WisdomTree: Europe’s recovery is losing steam

WisdomTree: Europe’s recovery is losing steam

Equity Economy Financial markets Europe
Europa kaart.jpg

By Aneeka Gupta, Associate Director, Research

  • European equities have failed to catch up with US equities owing to rising external political and trade related headwinds coupled with weaker profit margins.
  • While Germany is Europe’s biggest laggard, it also offers the biggest scope for fiscal policy which is needed to revive growth.
  • European equity valuations are relatively cheap at present, balance sheets are healthy and dividend yields are attractive supporting further upside in less crowded value stocks versus growth stocks.

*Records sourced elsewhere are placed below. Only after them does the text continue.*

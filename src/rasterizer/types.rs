//! Core types for the rasterizer

use serde::{Serialize, Deserialize};
use super::math::{Vec2, Vec3, Vec4};

/// RGBA color (0-255 per channel)
#[derive(Debug, Clone, Copy, Default, PartialEq, Eq)]
pub struct Color {
    pub r: u8,
    pub g: u8,
    pub b: u8,
    pub a: u8,
}

impl Color {
    pub const BLACK: Color = Color { r: 0, g: 0, b: 0, a: 255 };
    pub const WHITE: Color = Color { r: 255, g: 255, b: 255, a: 255 };
    pub const RED: Color = Color { r: 255, g: 0, b: 0, a: 255 };
    pub const GREEN: Color = Color { r: 0, g: 255, b: 0, a: 255 };
    pub const BLUE: Color = Color { r: 0, g: 0, b: 255, a: 255 };
    pub const GRID: Color = Color { r: 0x33, g: 0x33, b: 0x33, a: 255 };

    pub const fn new(r: u8, g: u8, b: u8) -> Self {
        Self { r, g, b, a: 255 }
    }

    pub const fn with_alpha(r: u8, g: u8, b: u8, a: u8) -> Self {
        Self { r, g, b, a }
    }

    /// Unpack a `0xAARRGGBB` value
    pub const fn from_argb(argb: u32) -> Self {
        Self {
            a: (argb >> 24) as u8,
            r: (argb >> 16) as u8,
            g: (argb >> 8) as u8,
            b: argb as u8,
        }
    }

    /// Pack as `0xAARRGGBB`
    pub fn to_argb(self) -> u32 {
        ((self.a as u32) << 24) | ((self.r as u32) << 16) | ((self.g as u32) << 8) | (self.b as u32)
    }

    /// Apply shading (multiply by intensity 0.0-1.0). Alpha is kept.
    pub fn shade(self, intensity: f32) -> Self {
        let i = intensity.clamp(0.0, 1.0);
        Self {
            r: (self.r as f32 * i) as u8,
            g: (self.g as f32 * i) as u8,
            b: (self.b as f32 * i) as u8,
            a: self.a,
        }
    }

    /// Convert to [u8; 4] for framebuffer
    pub fn to_bytes(self) -> [u8; 4] {
        [self.r, self.g, self.b, self.a]
    }
}

/// Colors are written as `0xAARRGGBB` in config and scene files
impl Serialize for Color {
    fn serialize<S: serde::Serializer>(&self, serializer: S) -> Result<S::Ok, S::Error> {
        serializer.serialize_u32(self.to_argb())
    }
}

impl<'de> Deserialize<'de> for Color {
    fn deserialize<D: serde::Deserializer<'de>>(deserializer: D) -> Result<Self, D::Error> {
        u32::deserialize(deserializer).map(Color::from_argb)
    }
}

/// A mesh face: three vertex indices, per-corner texture coordinates and a base color
#[derive(Debug, Clone, Copy, PartialEq)]
pub struct Face {
    pub a: usize,
    pub b: usize,
    pub c: usize,
    pub uvs: [Vec2; 3],
    pub color: Color,
}

impl Face {
    pub fn new(a: usize, b: usize, c: usize, uvs: [Vec2; 3]) -> Self {
        Self { a, b, c, uvs, color: Color::WHITE }
    }

    pub fn indices(&self) -> [usize; 3] {
        [self.a, self.b, self.c]
    }
}

/// Render-ready triangle: screen-space x/y, projected z and camera-space w
#[derive(Debug, Clone, Copy)]
pub struct Triangle {
    pub points: [Vec4; 3],
    pub texcoords: [Vec2; 3],
    pub color: Color,
    /// Index of the source mesh (for its texture)
    pub mesh: usize,
}

impl Triangle {
    pub fn new(points: [Vec4; 3], texcoords: [Vec2; 3], color: Color) -> Self {
        Self { points, texcoords, color, mesh: 0 }
    }

    /// Mean camera-space depth, used by the painter sort
    pub fn avg_depth(&self) -> f32 {
        (self.points[0].w + self.points[1].w + self.points[2].w) / 3.0
    }
}

/// Simple texture (array of colors)
#[derive(Debug, Clone)]
pub struct Texture {
    pub width: usize,
    pub height: usize,
    pub pixels: Vec<Color>,
}

impl Texture {
    pub fn new(width: usize, height: usize) -> Self {
        Self {
            width,
            height,
            pixels: vec![Color::WHITE; width * height],
        }
    }

    /// Load texture from an image file (PNG, JPEG, BMP)
    pub fn from_file<P: AsRef<std::path::Path>>(path: P) -> Result<Self, image::ImageError> {
        let rgba = image::open(path)?.to_rgba8();
        let (width, height) = rgba.dimensions();
        let pixels: Vec<Color> = rgba
            .pixels()
            .map(|p| Color::with_alpha(p[0], p[1], p[2], p[3]))
            .collect();

        Ok(Self {
            width: width as usize,
            height: height as usize,
            pixels,
        })
    }

    /// Create a checkerboard test texture
    pub fn checkerboard(width: usize, height: usize, color1: Color, color2: Color) -> Self {
        let mut pixels = Vec::with_capacity(width * height);
        for y in 0..height {
            for x in 0..width {
                let checker = ((x / 8) + (y / 8)) % 2 == 0;
                pixels.push(if checker { color1 } else { color2 });
            }
        }
        Self { width, height, pixels }
    }

    /// Sample at texture coordinates, wrapping by the absolute texel index.
    pub fn sample(&self, u: f32, v: f32) -> Color {
        if self.width == 0 || self.height == 0 {
            return Color::WHITE;
        }
        let tx = ((u * self.width as f32) as i64).unsigned_abs() as usize % self.width;
        let ty = ((v * self.height as f32) as i64).unsigned_abs() as usize % self.height;
        self.pixels[ty * self.width + tx]
    }
}

/// Which faces survive the culling stage
#[derive(Debug, Clone, Copy, Default, PartialEq, Eq, Serialize, Deserialize)]
pub enum CullMode {
    None,
    #[default]
    BackFace,
}

/// How projected triangles are drawn
#[derive(Debug, Clone, Copy, Default, PartialEq, Eq, Serialize, Deserialize)]
pub enum RenderMode {
    /// Edges plus a marker on every vertex
    WireVertex,
    Wire,
    FillTriangle,
    FillTriangleWire,
    #[default]
    Textured,
    TexturedWire,
}

impl RenderMode {
    pub const ALL: [RenderMode; 6] = [
        RenderMode::WireVertex,
        RenderMode::Wire,
        RenderMode::FillTriangle,
        RenderMode::FillTriangleWire,
        RenderMode::Textured,
        RenderMode::TexturedWire,
    ];

    pub fn fills(self) -> bool {
        matches!(self, RenderMode::FillTriangle | RenderMode::FillTriangleWire)
    }

    pub fn textures(self) -> bool {
        matches!(self, RenderMode::Textured | RenderMode::TexturedWire)
    }

    pub fn wireframe(self) -> bool {
        !matches!(self, RenderMode::FillTriangle | RenderMode::Textured)
    }

    pub fn vertices(self) -> bool {
        self == RenderMode::WireVertex
    }
}

/// Occlusion strategy for flat fills
#[derive(Debug, Clone, Copy, Default, PartialEq, Eq, Serialize, Deserialize)]
pub enum DepthPolicy {
    /// Every fill goes through the z-buffer with interpolated 1/w
    #[default]
    PerPixel,
    /// Triangles sorted far-to-near by average depth; flat fills skip the depth test
    PainterSort,
}

/// Per-frame pipeline settings
#[derive(Debug, Clone)]
pub struct PipelineSettings {
    pub cull_mode: CullMode,
    pub render_mode: RenderMode,
    pub depth_policy: DepthPolicy,
    /// Vertical field of view (radians)
    pub fov_y: f32,
    pub z_near: f32,
    pub z_far: f32,
    /// Direction the light travels, camera space
    pub light_dir: Vec3,
}

impl Default for PipelineSettings {
    fn default() -> Self {
        Self {
            cull_mode: CullMode::BackFace,
            render_mode: RenderMode::Textured,
            depth_policy: DepthPolicy::PerPixel,
            fov_y: std::f32::consts::PI / 3.0,
            z_near: 0.1,
            z_far: 100.0,
            light_dir: Vec3::FORWARD,
        }
    }
}

#[cfg(test)]
mod tests {
    use super::*;

    #[test]
    fn test_argb_round_trip_red() {
        let red = Color::from_argb(0xFFFF0000);
        assert_eq!(red, Color::RED);
        assert_eq!(red.to_argb(), 0xFFFF0000);
    }

    #[test]
    fn test_shade_clamps() {
        let c = Color::new(200, 100, 50);
        assert_eq!(c.shade(2.0), c);
        assert_eq!(c.shade(-1.0), Color::with_alpha(0, 0, 0, 255));
        assert_eq!(c.shade(0.5), Color::new(100, 50, 25));
    }

    #[test]
    fn test_texture_sample_wraps_absolute() {
        let mut tex = Texture::new(4, 4);
        tex.pixels[1] = Color::RED; // (1, 0)
        assert_eq!(tex.sample(0.25, 0.0), Color::RED);
        // 1.25 * 4 = 5 -> 5 % 4 = 1
        assert_eq!(tex.sample(1.25, 0.0), Color::RED);
        // -0.25 * 4 = -1 -> |-1| % 4 = 1
        assert_eq!(tex.sample(-0.25, 0.0), Color::RED);
        assert_eq!(tex.sample(0.5, 0.0), Color::WHITE);
    }

    #[test]
    fn test_render_mode_flags() {
        assert!(RenderMode::Wire.wireframe());
        assert!(!RenderMode::Textured.wireframe());
        assert!(RenderMode::TexturedWire.textures() && RenderMode::TexturedWire.wireframe());
        assert!(RenderMode::FillTriangleWire.fills());
        assert!(RenderMode::WireVertex.vertices());
    }

    #[test]
    fn test_color_deserializes_from_argb() {
        let c: Color = ron::from_str("0xFF00FF00").unwrap();
        assert_eq!(c, Color::GREEN);
    }
}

European equity markets have been a victim of a confluence of external and internal headwinds – global trade tensions, the slowdown in the Chinese economy, structural changes in the auto industry and ongoing Brexit related uncertainty. Since 2013, European equity markets have underperformed US equity markets with the outperformance gap extending to its widest level since 2000. Value stocks account for a higher weight in Europe compared to the US which has a higher tilt to growth stocks. Since the great financial crisis, growth stocks have surpassed value stocks by a strong margin which also accounts for Europe’s lack of performance. The European single currency is now trading at its weakest level versus the US dollar since May 2017, however, European exporters have not benefited from any competitive advantage. In the first ten months of 2019 Eurozone domiciled equity linked Exchange Traded Funds (ETFs) have witnessed outflows worth US$8.1bn, underpinning the severity of pessimism towards European equities. Owing to the cautious outlook, defensive sectors of the European economy have become overcrowded compared to cyclical sectors. Europe can only stage a turnaround if we see a combination of improved global trade negotiations, recovery of value stocks coupled with meaningful fiscal stimulus.